Collected data entries:
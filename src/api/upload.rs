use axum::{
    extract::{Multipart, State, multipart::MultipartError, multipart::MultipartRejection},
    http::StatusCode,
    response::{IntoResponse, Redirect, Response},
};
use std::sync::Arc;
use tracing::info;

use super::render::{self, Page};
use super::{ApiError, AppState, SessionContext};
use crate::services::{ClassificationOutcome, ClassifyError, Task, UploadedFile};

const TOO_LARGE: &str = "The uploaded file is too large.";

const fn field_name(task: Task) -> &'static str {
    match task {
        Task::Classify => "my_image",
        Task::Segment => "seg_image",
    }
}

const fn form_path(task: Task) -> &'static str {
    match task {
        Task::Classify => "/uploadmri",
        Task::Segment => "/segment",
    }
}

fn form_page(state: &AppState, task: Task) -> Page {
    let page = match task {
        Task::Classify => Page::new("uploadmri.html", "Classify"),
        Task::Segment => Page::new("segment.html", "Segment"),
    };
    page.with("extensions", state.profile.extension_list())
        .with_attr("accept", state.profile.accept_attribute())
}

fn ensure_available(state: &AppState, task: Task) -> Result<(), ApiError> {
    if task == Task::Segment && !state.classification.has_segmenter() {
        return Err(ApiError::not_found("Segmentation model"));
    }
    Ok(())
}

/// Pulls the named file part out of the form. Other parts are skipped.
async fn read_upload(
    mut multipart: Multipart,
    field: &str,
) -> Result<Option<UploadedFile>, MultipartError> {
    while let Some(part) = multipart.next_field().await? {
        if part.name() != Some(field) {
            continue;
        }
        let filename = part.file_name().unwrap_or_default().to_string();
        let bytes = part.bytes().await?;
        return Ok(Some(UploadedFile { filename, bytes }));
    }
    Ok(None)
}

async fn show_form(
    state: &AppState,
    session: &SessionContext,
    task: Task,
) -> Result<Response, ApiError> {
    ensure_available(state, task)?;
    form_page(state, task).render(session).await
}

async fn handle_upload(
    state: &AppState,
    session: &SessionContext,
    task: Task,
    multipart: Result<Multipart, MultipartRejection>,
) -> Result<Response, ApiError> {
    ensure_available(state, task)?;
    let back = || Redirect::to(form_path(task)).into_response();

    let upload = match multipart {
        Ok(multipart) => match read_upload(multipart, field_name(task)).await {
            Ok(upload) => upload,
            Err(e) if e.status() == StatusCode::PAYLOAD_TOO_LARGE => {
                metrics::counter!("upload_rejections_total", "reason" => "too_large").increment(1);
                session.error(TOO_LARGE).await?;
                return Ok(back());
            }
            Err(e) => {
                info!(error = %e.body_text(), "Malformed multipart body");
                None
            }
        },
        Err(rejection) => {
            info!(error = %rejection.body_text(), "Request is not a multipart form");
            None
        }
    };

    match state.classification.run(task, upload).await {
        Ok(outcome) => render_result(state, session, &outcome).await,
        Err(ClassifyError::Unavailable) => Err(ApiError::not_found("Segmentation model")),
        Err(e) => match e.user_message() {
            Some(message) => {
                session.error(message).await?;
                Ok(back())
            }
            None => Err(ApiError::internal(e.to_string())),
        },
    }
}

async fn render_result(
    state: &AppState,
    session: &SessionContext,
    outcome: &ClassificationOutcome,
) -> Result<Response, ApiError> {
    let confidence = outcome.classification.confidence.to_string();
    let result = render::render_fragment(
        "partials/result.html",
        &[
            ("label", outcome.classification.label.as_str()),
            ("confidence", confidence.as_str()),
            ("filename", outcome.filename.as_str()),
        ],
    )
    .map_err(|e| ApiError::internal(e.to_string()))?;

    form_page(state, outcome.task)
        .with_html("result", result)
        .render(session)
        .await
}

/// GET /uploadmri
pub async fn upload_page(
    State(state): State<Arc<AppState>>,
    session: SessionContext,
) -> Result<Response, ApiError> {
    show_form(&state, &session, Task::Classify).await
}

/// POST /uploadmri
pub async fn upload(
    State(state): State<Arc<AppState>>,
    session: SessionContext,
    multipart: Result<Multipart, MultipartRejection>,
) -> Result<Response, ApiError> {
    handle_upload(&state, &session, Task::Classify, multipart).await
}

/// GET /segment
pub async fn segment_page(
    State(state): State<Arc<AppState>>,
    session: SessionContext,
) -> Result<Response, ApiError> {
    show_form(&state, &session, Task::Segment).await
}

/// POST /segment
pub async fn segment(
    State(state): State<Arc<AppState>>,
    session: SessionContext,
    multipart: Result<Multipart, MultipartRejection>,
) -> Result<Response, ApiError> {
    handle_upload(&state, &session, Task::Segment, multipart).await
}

> **TO DO**
Beginning with the line that has "handle_upload(&state, &session, Task::Classify, multipart).await", set down each line through the last one above, exactly, and nothing else.

> **SOLUTION**
    handle_upload(&state, &session, Task::Classify, multipart).await
}

/// GET /segment
pub async fn segment_page(
    State(state): State<Arc<AppState>>,
    session: SessionContext,
) -> Result<Response, ApiError> {
    show_form(&state, &session, Task::Segment).await
}

/// POST /segment
pub async fn segment(
    State(state): State<Arc<AppState>>,
    session: SessionContext,
    multipart: Result<Multipart, MultipartRejection>,
) -> Result<Response, ApiError> {
    handle_upload(&state, &session, Task::Segment, multipart).await
}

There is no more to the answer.